Me and Her (Ghosts of Nagasaki Novel Excerpt)

For the short period of time after she’s discharged, Chuck insists on changing her diaper. And it’s as if all the time they had spent together, the pageantry that had gone into being husband and wife, the plans they had made, the sweetness whispered into each other’s ears, had all evaporated. Nothing in the way he moves shows that he is still married; no, this is charity.

He changes her diaper, spoon feeds her, and then somehow, fifteen or twenty minutes later, finds himself in front of me or another person, blaming Debra for what’s happening. If only she’d taken more time to take care of herself. . . If only she had gone to the doctor earlier and gotten herself checked out. . . If only she’d been more on top of her medical coverage . . .

I can’t prove it, but I believe he’s having an affair. It would explain things: why he wants her to stay in the hospital; why he hadn’t come by so often when she was in the hospital; it would explain why he projects so much guilt onto her.

It doesn’t matter. I don’t care. I’m having a hard enough time trying not to let my own life fall apart. When I think about it now, though, I get pissed. Because there was a time in my life when I had a lot less to lose and would have slugged a guy like Chuck in a second. Though he changed her diaper, he never saw how he was partially responsible for the cycle of shit. He judged me by his own rigorous, divinely ordained standards that left the world exactly the same and amounted to nothing better than a night in bed with the temp that he would so nobly marry several months later, saying, “We all have to move on sometime.”

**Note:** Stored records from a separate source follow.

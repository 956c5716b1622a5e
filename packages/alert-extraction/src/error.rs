//! Typed errors for the alert-extraction engine.
//!
//! Uses `thiserror` for library errors (not `anyhow`) to provide
//! strongly-typed, composable error handling.

use thiserror::Error;

/// Errors that can occur during extraction and enrichment operations.
#[derive(Debug, Error)]
pub enum EngineError {
    /// Storage operation failed
    #[error("storage error: {0}")]
    Storage(#[source] Box<dyn std::error::Error + Send + Sync>),

    /// URL resolution failed
    #[error("resolve failed: {0}")]
    Resolve(#[from] ResolveError),

    /// JSON (de)serialization error
    #[error("JSON error: {0}")]
    Json(#[from] serde_json::Error),
}

/// Errors that can occur while resolving a tracking URL to its canonical
/// job URL.
///
/// Each variant maps to one arm of the retry state machine: the machine
/// switches on the variant, never on a downcast.
#[derive(Debug, Error)]
pub enum ResolveError {
    /// Neither the HEAD nor the GET probe produced a `Location` header.
    #[error("no Location header (status {status}) for {url}")]
    NoRedirect {
        /// HTTP status observed on the last probe
        status: u16,
        /// The tracking URL that was probed
        url: String,
    },

    /// The redirect target does not look like a job URL.
    #[error("redirect target is not a job URL (status {status}): {location}")]
    UnrecognizedTarget {
        /// HTTP status observed on the probe that produced the target
        status: u16,
        /// The `Location` header value that failed validation
        location: String,
    },

    /// Connection failure or timeout.
    #[error("network error for {url}: {message}")]
    Network {
        /// The tracking URL that was probed
        url: String,
        /// Transport-level failure description
        message: String,
    },

    /// Any other transport failure.
    #[error("unexpected error for {url}: {message}")]
    Unclassified {
        /// The tracking URL that was probed
        url: String,
        /// Failure description
        message: String,
    },
}

impl ResolveError {
    /// The HTTP status carried by this failure, when one was observed.
    pub fn http_status(&self) -> Option<u16> {
        match self {
            ResolveError::NoRedirect { status, .. } => Some(*status),
            ResolveError::UnrecognizedTarget { status, .. } => Some(*status),
            ResolveError::Network { .. } | ResolveError::Unclassified { .. } => None,
        }
    }
}

/// Result type alias for engine operations.
pub type Result<T> = std::result::Result<T, EngineError>;
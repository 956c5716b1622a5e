//! Canonical URL resolution via HTTP redirect inspection.
//!
//! Tracking links in alert emails redirect to the real job posting. The
//! resolver probes a tracking URL with a single HEAD request (no redirect
//! following), falls back to GET for endpoints that only redirect on GET,
//! and validates the redirect target against the `/job/<id>` path shape.

use std::sync::LazyLock;
use std::time::Duration;

use regex::Regex;
use reqwest::redirect::Policy;
use tracing::debug;
use url::Url;

use crate::error::ResolveError;

const USER_AGENT: &str = "Mozilla/5.0 (compatible; AlertExtraction/0.1; +https://example.invalid)";

static JOB_PATH_RE: LazyLock<Regex> =
    LazyLock::new(|| Regex::new(r"^/job/(\d+)(?:/.*)?$").unwrap());

/// A successful resolution: stable job identity plus the canonical URL.
#[derive(Debug, Clone, PartialEq, Eq)]
pub struct Resolved {
    /// Numeric job identifier extracted from the redirect target
    pub job_id: String,

    /// Canonical job URL: scheme + host + `/job/<id>`, tracking query
    /// parameters and path suffixes stripped
    pub canonical_url: String,

    /// HTTP status observed on the probe that produced the target
    pub http_status: u16,
}

/// Resolves tracking URLs by inspecting redirect responses.
pub struct UrlResolver {
    client: reqwest::Client,
}

impl Default for UrlResolver {
    fn default() -> Self {
        Self::new()
    }
}

impl UrlResolver {
    /// Create a resolver with the default 15 second timeout.
    pub fn new() -> Self {
        Self::with_timeout(Duration::from_secs(15))
    }

    /// Create a resolver with a custom timeout.
    pub fn with_timeout(timeout: Duration) -> Self {
        let client = reqwest::Client::builder()
            .redirect(Policy::none())
            .timeout(timeout)
            .user_agent(USER_AGENT)
            .build()
            .expect("Failed to create HTTP client");
        Self { client }
    }

    /// Use a pre-built HTTP client.
    ///
    /// The client must have redirect following disabled.
    pub fn with_client(client: reqwest::Client) -> Self {
        Self { client }
    }

    /// Resolve a tracking URL to its canonical job URL and identifier.
    pub async fn resolve(&self, tracking_url: &str) -> Result<Resolved, ResolveError> {
        let (status, location) = self.probe_location(tracking_url).await?;
        debug!(url = %tracking_url, status, location = location.as_deref().unwrap_or("-"), "redirect probe");

        let location = location.ok_or_else(|| ResolveError::NoRedirect {
            status,
            url: tracking_url.to_string(),
        })?;

        canonicalize_job_location(&location, status)
    }

    /// HEAD the URL without following redirects; when no `Location` header
    /// comes back, retry with GET (some tracking endpoints only redirect
    /// on GET). Returns the last observed status and the header, if any.
    async fn probe_location(
        &self,
        tracking_url: &str,
    ) -> Result<(u16, Option<String>), ResolveError> {
        let response = self
            .client
            .head(tracking_url)
            .send()
            .await
            .map_err(|e| transport_error(tracking_url, &e))?;

        if let Some(location) = location_header(&response) {
            return Ok((response.status().as_u16(), Some(location)));
        }

        let response = self
            .client
            .get(tracking_url)
            .send()
            .await
            .map_err(|e| transport_error(tracking_url, &e))?;

        Ok((response.status().as_u16(), location_header(&response)))
    }
}

fn location_header(response: &reqwest::Response) -> Option<String> {
    response
        .headers()
        .get(reqwest::header::LOCATION)
        .and_then(|v| v.to_str().ok())
        .map(String::from)
}

fn transport_error(url: &str, err: &reqwest::Error) -> ResolveError {
    if err.is_timeout() || err.is_connect() {
        ResolveError::Network {
            url: url.to_string(),
            message: err.to_string(),
        }
    } else {
        ResolveError::Unclassified {
            url: url.to_string(),
            message: err.to_string(),
        }
    }
}

/// Validate a redirect target and derive the canonical job URL.
///
/// The target must carry a `/job/<numeric id>` path; everything after the
/// id, the query string, and the fragment are dropped.
pub fn canonicalize_job_location(
    location: &str,
    http_status: u16,
) -> Result<Resolved, ResolveError> {
    let unrecognized = || ResolveError::UnrecognizedTarget {
        status: http_status,
        location: location.to_string(),
    };

    let parsed = Url::parse(location).map_err(|_| unrecognized())?;
    let caps = JOB_PATH_RE.captures(parsed.path()).ok_or_else(unrecognized)?;
    let job_id = caps[1].to_string();

    let mut canonical = parsed;
    canonical.set_path(&format!("/job/{job_id}"));
    canonical.set_query(None);
    canonical.set_fragment(None);

    Ok(Resolved {
        job_id,
        canonical_url: canonical.to_string(),
        http_status,
    })
}

#[cfg(test)]
mod tests {
    use super::*;

    #[test]
    fn test_canonicalize_strips_tracking_noise() {
        let resolved = canonicalize_job_location(
            "https://www.seek.com.au/job/86545675/apply?tracking=alert&ref=email#top",
            301,
        )
        .unwrap();

        assert_eq!(resolved.job_id, "86545675");
        assert_eq!(resolved.canonical_url, "https://www.seek.com.au/job/86545675");
        assert_eq!(resolved.http_status, 301);
    }

    #[test]
    fn test_canonicalize_plain_job_url() {
        let resolved =
            canonicalize_job_location("https://www.seek.com.au/job/123", 302).unwrap();
        assert_eq!(resolved.job_id, "123");
        assert_eq!(resolved.canonical_url, "https://www.seek.com.au/job/123");
    }

    #[test]
    fn test_canonicalize_rejects_non_job_path() {
        let err = canonicalize_job_location("https://www.seek.com.au/browse/data", 301)
            .unwrap_err();
        match err {
            ResolveError::UnrecognizedTarget { status, .. } => assert_eq!(status, 301),
            other => panic!("unexpected error: {other:?}"),
        }
    }

    #[test]
    fn test_canonicalize_rejects_non_numeric_id() {
        assert!(canonicalize_job_location("https://www.seek.com.au/job/abc", 301).is_err());
    }

    #[test]
    fn test_canonicalize_rejects_relative_target() {
        assert!(canonicalize_job_location("/job/123", 301).is_err());
    }
}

I wanted to thrust a big glob of shit in his face, because the truth is in the shit. I wanted to idolize Debra with her shit-filled diaper, and say to the world: this is my goddess. I couldn’t say this to him; he was a moralist, I was an ethicist; it was about party and politics. Money? Kind of. Power? Yes. But it was also about the angles. Him, the angles of privilege and charity; me, the angle of: if I don’t play the game, I’ll never make it out of poverty.

And there she was, Debra. She was in the shadows and I could feel her there. Put down your fists, she says. Lay down those fighting words. Let the anger pass, because your anger can’t help you here. Justice is in rehab, and the Lord will take care of the rest. Trust in the Lord. Trust in the Lord and the Lord will trust in you.

As Debra coughed up slime and the ambulance drivers bickered about whether to put her in a wheelchair or whether to leave her on a stretcher, I could see in Debra’s half-conscious eyes that she was tired of it all. Wherever we looked, the impulse to help had been replaced by cold, cruel process. It was routine that made everything so terrible and cartoon-like. At almost any time and every point I wanted to shake them and make them realize: This is a human; she is more than a human.

When Debra finally passed, when she let out that last gasp of breath and then lay still―the first thing I wanted to do was laugh.

That’s it? I wanted to say. That’s how the exalted of the earth die? I wanted to rush out of the room and burst into laughter. I wanted to stop the next person I saw and explain it to them in a way that made them get the joke. But in the end, it was just me and her. Chuck was there, but in the end, it was just me and her.